• _YOUR GOAL_
What the task needs is every record repeated exactly, nothing more.
MATERIAL PROVIDED section start
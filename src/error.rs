//! memproxy error types

use thiserror::Error;

/// memproxy error type
#[derive(Error, Debug)]
pub enum Error {
    /// Configuration error (rejected at startup, never at request time)
    #[error("Configuration error: {0}")]
    Config(String),

    /// Embedding or extraction collaborator failed or timed out.
    ///
    /// The affected step is skipped; the request path is never failed by it.
    #[error("Degraded: {0}")]
    Degradable(String),

    /// Capacity invariant broken after eviction (internal bug)
    #[error("Invariant violation: {0}")]
    InvariantViolation(String),

    /// Store or revision write failed; the mutation was rolled back
    #[error("Persistence error: {0}")]
    Persistence(String),

    /// Embedding dimensionality does not match the store
    #[error("Embedding dimension mismatch: expected {expected}, got {actual}")]
    DimensionMismatch { expected: usize, actual: usize },

    /// Entry or conversation not found
    #[error("Not found: {0}")]
    NotFound(String),

    /// Upstream LLM error
    #[error("Upstream error: {0}")]
    Upstream(String),

    /// IO error
    #[error("IO error: {0}")]
    Io(#[from] std::io::Error),

    /// Serialization error
    #[error("Serialization error: {0}")]
    Serialization(#[from] serde_json::Error),

    /// HTTP error
    #[error("HTTP error: {0}")]
    Http(#[from] reqwest::Error),
}

impl Error {
    /// Whether the failure should degrade a feature instead of failing a request.
    pub fn is_degradable(&self) -> bool {
        matches!(self, Self::Degradable(_) | Self::DimensionMismatch { .. })
    }

    /// Short machine-readable code used in API error bodies.
    pub fn code(&self) -> &'static str {
        match self {
            Self::Config(_) => "CONFIG_ERROR",
            Self::Degradable(_) => "DEGRADED",
            Self::InvariantViolation(_) => "INVARIANT_VIOLATION",
            Self::Persistence(_) => "PERSISTENCE_ERROR",
            Self::DimensionMismatch { .. } => "DIMENSION_MISMATCH",
            Self::NotFound(_) => "NOT_FOUND",
            Self::Upstream(_) => "UPSTREAM_ERROR",
            Self::Io(_) | Self::Serialization(_) | Self::Http(_) => "INTERNAL_ERROR",
        }
    }
}

/// Result type alias for memproxy operations
pub type Result<T> = std::result::Result<T, Error>;

#[cfg(test)]
mod tests {
    use super::*;

    #[test]
    fn test_degradable_classification() {
        assert!(Error::Degradable("timeout".into()).is_degradable());
        assert!(Error::DimensionMismatch {
            expected: 4,
            actual: 3
        }
        .is_degradable());
        assert!(!Error::Persistence("disk full".into()).is_degradable());
        assert!(!Error::Config("bad lambda".into()).is_degradable());
    }

    #[test]
    fn test_display() {
        let err = Error::DimensionMismatch {
            expected: 384,
            actual: 768,
        };
        assert_eq!(
            err.to_string(),
            "Embedding dimension mismatch: expected 384, got 768"
        );
        assert_eq!(err.code(), "DIMENSION_MISMATCH");
    }

    #[test]
    fn test_io_conversion() {
        let io = std::io::Error::new(std::io::ErrorKind::Other, "boom");
        let err: Error = io.into();
        assert_eq!(err.code(), "INTERNAL_ERROR");
        assert!(err.to_string().contains("boom"));
    }
}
MATERIAL PROVIDED section end
• _EXERCISE RESULT_
filename src/error.rs
//! memproxy error types

use thiserror::Error;

/// memproxy error type
#[derive(Error, Debug)]
pub enum Error {
    /// Configuration error (rejected at startup, never at request time)
    #[error("Configuration error: {0}")]
    Config(String),

    /// Embedding or extraction collaborator failed or timed out.
    ///
    /// The affected step is skipped; the request path is never failed by it.
    #[error("Degraded: {0}")]
    Degradable(String),

    /// Capacity invariant broken after eviction (internal bug)
    #[error("Invariant violation: {0}")]
    InvariantViolation(String),

    /// Store or revision write failed; the mutation was rolled back
    #[error("Persistence error: {0}")]
    Persistence(String),

    /// Embedding dimensionality does not match the store
    #[error("Embedding dimension mismatch: expected {expected}, got {actual}")]
    DimensionMismatch { expected: usize, actual: usize },

    /// Entry or conversation not found
    #[error("Not found: {0}")]
    NotFound(String),

    /// Upstream LLM error
    #[error("Upstream error: {0}")]
    Upstream(String),

    /// IO error
    #[error("IO error: {0}")]
    Io(#[from] std::io::Error),

    /// Serialization error
    #[error("Serialization error: {0}")]
    Serialization(#[from] serde_json::Error),

    /// HTTP error
    #[error("HTTP error: {0}")]
    Http(#[from] reqwest::Error),
}

impl Error {
    /// Whether the failure should degrade a feature instead of failing a request.
    pub fn is_degradable(&self) -> bool {
        matches!(self, Self::Degradable(_) | Self::DimensionMismatch { .. })
    }

    /// Short machine-readable code used in API error bodies.
    pub fn code(&self) -> &'static str {
        match self {
            Self::Config(_) => "CONFIG_ERROR",
            Self::Degradable(_) => "DEGRADED",
            Self::InvariantViolation(_) => "INVARIANT_VIOLATION",
            Self::Persistence(_) => "PERSISTENCE_ERROR",
            Self::DimensionMismatch { .. } => "DIMENSION_MISMATCH",
            Self::NotFound(_) => "NOT_FOUND",
            Self::Upstream(_) => "UPSTREAM_ERROR",
            Self::Io(_) | Self::Serialization(_) | Self::Http(_) => "INTERNAL_ERROR",
        }
    }
}

/// Result type alias for memproxy operations
pub type Result<T> = std::result::Result<T, Error>;

#[cfg(test)]
mod tests {
    use super::*;

    #[test]
    fn test_degradable_classification() {
        assert!(Error::Degradable("timeout".into()).is_degradable());
        assert!(Error::DimensionMismatch {
            expected: 4,
            actual: 3
        }
        .is_degradable());
        assert!(!Error::Persistence("disk full".into()).is_degradable());
        assert!(!Error::Config("bad lambda".into()).is_degradable());
    }

    #[test]
    fn test_display() {
        let err = Error::DimensionMismatch {
            expected: 384,
            actual: 768,
        };
        assert_eq!(
            err.to_string(),
            "Embedding dimension mismatch: expected 384, got 768"
        );
        assert_eq!(err.code(), "DIMENSION_MISMATCH");
    }

    #[test]
    fn test_io_conversion() {
        let io = std::io::Error::new(std::io::ErrorKind::Other, "boom");
        let err: Error = io.into();
        assert_eq!(err.code(), "INTERNAL_ERROR");
        assert!(err.to_string().contains("boom"));
    }
}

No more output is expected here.